======== Data for processing ========

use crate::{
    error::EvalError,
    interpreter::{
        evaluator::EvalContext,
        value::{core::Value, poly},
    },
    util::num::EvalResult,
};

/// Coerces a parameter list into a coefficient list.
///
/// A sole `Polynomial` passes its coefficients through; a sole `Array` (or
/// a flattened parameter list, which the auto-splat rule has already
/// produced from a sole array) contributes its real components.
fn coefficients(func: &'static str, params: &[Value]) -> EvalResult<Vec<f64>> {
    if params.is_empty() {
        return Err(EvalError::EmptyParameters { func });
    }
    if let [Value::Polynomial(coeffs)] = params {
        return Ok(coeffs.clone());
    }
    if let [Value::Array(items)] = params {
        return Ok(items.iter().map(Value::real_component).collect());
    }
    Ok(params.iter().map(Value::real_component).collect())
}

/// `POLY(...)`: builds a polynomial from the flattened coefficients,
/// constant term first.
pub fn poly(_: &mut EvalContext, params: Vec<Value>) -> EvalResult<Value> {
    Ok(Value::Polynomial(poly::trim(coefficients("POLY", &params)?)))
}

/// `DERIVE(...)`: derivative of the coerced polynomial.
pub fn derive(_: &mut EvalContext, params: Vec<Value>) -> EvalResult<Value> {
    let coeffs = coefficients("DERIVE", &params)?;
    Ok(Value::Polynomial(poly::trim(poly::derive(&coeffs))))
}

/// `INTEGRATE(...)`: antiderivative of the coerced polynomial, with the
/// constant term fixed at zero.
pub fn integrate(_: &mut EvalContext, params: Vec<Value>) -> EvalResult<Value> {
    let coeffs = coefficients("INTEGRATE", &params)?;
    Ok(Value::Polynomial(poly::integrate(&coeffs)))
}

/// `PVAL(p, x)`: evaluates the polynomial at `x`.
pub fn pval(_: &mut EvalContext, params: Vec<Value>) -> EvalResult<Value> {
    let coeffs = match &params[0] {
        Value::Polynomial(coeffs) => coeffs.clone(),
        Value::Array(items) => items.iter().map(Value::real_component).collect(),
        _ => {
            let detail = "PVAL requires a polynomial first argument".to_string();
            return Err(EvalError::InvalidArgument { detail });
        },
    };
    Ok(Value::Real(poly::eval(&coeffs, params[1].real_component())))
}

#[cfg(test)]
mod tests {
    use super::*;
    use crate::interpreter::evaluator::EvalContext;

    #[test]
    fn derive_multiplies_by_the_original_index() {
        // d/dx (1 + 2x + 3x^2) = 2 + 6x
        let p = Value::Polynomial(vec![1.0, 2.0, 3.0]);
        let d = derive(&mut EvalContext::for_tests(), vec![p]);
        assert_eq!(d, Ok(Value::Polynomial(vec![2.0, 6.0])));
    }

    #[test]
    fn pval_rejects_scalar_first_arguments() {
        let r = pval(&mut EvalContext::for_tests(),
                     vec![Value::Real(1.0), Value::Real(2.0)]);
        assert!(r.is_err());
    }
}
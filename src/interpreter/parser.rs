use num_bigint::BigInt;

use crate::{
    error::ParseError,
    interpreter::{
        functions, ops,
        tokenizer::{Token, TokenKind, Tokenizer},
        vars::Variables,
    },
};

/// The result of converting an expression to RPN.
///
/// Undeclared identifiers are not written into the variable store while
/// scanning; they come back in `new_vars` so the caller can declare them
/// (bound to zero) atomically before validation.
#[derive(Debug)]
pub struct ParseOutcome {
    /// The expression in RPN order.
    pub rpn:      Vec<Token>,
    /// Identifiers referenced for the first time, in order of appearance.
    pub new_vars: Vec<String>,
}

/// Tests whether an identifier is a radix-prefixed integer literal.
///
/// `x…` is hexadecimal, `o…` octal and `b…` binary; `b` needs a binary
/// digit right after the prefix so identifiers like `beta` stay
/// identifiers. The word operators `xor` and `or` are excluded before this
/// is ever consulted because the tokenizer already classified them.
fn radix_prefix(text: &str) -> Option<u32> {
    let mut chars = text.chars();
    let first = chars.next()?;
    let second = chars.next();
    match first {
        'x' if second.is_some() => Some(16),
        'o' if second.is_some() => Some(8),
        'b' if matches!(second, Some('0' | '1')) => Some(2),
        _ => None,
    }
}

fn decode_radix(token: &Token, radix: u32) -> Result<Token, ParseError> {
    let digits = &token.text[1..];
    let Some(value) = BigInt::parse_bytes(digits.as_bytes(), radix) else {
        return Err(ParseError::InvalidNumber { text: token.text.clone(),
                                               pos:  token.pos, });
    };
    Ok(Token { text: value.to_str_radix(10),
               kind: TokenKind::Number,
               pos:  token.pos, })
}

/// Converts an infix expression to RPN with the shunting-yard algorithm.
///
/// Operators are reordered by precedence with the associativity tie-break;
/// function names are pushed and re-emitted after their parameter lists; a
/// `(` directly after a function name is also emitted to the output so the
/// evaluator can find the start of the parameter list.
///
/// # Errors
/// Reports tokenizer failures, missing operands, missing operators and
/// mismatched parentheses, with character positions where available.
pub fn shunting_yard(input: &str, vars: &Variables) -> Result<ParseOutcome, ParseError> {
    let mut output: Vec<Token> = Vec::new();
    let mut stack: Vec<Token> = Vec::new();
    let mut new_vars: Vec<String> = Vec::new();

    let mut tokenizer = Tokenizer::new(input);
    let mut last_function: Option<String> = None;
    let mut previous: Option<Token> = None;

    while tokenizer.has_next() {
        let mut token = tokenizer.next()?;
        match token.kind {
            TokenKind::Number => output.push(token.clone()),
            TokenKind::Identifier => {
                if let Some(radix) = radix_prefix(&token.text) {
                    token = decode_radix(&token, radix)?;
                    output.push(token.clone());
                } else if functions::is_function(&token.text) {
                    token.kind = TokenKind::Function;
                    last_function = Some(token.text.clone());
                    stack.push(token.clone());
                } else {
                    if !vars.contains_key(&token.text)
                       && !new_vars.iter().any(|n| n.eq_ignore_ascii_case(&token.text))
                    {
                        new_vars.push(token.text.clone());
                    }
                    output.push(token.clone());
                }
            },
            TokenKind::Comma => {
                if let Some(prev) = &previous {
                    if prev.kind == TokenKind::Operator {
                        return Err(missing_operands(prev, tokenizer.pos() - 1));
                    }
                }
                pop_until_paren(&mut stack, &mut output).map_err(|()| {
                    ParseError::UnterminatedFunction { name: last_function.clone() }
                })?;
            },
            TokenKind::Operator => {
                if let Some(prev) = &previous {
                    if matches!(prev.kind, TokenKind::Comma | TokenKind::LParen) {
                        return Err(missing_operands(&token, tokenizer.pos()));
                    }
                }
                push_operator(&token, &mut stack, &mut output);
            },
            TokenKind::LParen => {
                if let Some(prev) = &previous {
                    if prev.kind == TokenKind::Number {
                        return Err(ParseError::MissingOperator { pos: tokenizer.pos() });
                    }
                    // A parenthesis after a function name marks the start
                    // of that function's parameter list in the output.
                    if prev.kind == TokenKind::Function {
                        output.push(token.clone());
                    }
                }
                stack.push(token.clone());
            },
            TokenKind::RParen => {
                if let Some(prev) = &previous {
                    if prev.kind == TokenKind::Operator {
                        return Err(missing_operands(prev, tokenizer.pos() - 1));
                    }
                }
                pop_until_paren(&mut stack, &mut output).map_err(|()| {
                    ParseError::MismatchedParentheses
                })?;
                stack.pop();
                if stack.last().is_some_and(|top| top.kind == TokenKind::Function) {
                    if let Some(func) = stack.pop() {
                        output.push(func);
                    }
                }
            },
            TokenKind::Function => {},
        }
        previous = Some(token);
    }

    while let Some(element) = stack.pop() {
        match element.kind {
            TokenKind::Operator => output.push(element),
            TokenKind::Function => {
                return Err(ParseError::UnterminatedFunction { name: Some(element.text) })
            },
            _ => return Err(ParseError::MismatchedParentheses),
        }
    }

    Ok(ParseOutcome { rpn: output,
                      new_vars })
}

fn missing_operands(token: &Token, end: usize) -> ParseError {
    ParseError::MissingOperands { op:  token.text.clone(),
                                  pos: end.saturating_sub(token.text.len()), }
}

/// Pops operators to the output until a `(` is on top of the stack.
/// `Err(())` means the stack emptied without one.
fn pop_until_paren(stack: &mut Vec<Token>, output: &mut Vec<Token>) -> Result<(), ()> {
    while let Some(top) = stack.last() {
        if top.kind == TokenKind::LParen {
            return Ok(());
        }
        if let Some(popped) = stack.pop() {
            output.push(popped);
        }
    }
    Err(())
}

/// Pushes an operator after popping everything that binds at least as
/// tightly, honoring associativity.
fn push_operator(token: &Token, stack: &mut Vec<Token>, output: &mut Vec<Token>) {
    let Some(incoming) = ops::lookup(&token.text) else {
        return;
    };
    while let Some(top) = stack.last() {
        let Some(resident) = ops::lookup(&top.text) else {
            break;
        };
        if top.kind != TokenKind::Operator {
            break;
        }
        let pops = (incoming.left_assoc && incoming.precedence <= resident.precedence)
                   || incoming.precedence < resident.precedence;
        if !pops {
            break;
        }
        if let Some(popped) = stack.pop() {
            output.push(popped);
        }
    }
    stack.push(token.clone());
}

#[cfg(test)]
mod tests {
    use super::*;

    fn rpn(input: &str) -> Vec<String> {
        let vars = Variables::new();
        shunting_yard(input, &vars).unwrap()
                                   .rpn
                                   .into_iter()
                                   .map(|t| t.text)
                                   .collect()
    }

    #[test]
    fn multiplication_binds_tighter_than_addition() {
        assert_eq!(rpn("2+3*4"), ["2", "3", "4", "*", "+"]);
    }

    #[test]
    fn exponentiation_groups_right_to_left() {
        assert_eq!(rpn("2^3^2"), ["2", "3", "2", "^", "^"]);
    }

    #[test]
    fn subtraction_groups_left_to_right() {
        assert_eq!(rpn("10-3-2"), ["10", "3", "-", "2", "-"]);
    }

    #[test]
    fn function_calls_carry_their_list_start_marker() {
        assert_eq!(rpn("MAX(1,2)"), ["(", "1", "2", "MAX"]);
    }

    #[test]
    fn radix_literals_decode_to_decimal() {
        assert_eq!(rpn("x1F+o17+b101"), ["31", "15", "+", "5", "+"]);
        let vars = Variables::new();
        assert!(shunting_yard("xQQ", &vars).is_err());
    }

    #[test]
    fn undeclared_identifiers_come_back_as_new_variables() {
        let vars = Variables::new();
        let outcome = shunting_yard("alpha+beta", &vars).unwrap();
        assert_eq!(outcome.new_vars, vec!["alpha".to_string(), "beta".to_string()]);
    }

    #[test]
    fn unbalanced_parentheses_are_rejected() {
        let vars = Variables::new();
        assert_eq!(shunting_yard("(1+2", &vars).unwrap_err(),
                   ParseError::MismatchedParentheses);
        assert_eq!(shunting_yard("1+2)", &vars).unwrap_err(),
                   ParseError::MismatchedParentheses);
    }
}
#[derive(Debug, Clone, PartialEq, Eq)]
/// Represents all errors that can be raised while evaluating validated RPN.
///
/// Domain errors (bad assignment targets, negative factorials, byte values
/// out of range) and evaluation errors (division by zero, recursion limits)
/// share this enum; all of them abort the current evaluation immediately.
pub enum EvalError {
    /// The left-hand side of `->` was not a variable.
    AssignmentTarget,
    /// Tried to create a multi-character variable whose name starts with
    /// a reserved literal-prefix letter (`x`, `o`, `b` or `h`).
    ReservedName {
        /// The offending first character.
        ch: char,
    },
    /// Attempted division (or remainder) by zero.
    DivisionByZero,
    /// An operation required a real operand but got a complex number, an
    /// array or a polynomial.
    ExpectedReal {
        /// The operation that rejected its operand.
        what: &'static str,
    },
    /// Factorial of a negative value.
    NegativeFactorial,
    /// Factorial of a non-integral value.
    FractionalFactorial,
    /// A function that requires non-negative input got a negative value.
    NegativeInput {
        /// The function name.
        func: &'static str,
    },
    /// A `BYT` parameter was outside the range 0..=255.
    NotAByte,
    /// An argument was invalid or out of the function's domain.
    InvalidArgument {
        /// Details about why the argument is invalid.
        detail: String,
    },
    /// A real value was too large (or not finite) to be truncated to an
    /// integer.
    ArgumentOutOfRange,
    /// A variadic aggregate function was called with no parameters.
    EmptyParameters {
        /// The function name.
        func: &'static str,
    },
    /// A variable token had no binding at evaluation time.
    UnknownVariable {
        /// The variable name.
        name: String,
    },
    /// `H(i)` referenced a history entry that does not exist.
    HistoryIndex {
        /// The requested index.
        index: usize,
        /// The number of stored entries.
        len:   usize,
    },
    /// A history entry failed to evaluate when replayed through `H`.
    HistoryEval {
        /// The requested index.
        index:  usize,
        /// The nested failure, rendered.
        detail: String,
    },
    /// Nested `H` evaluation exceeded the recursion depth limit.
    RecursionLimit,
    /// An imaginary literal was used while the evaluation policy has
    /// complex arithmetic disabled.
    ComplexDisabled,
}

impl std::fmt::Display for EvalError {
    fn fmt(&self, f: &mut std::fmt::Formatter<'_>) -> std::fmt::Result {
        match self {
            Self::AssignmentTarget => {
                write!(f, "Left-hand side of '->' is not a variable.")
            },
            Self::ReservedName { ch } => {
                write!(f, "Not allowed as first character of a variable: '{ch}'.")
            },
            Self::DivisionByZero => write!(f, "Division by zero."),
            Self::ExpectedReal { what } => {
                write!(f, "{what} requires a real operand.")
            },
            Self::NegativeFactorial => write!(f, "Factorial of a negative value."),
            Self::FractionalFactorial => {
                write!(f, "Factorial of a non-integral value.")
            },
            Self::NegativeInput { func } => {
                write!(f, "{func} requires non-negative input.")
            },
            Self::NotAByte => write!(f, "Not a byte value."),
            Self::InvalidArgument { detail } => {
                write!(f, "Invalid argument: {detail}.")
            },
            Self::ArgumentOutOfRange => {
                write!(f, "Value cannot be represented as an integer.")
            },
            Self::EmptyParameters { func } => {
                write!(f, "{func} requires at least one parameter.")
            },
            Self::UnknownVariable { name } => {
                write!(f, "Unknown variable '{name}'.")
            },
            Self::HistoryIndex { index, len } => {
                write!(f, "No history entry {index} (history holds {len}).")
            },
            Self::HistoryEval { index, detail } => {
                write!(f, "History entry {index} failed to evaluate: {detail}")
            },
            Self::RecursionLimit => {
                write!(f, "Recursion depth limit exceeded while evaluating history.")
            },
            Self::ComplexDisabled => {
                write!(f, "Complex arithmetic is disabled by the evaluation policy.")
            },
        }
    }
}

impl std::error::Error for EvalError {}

========

Check all the records above and select each line where the string "interpreter" is found.

### Answer to this exercise:
    interpreter::{
    use crate::interpreter::evaluator::EvalContext;
filename src/interpreter/parser.rs
    interpreter::{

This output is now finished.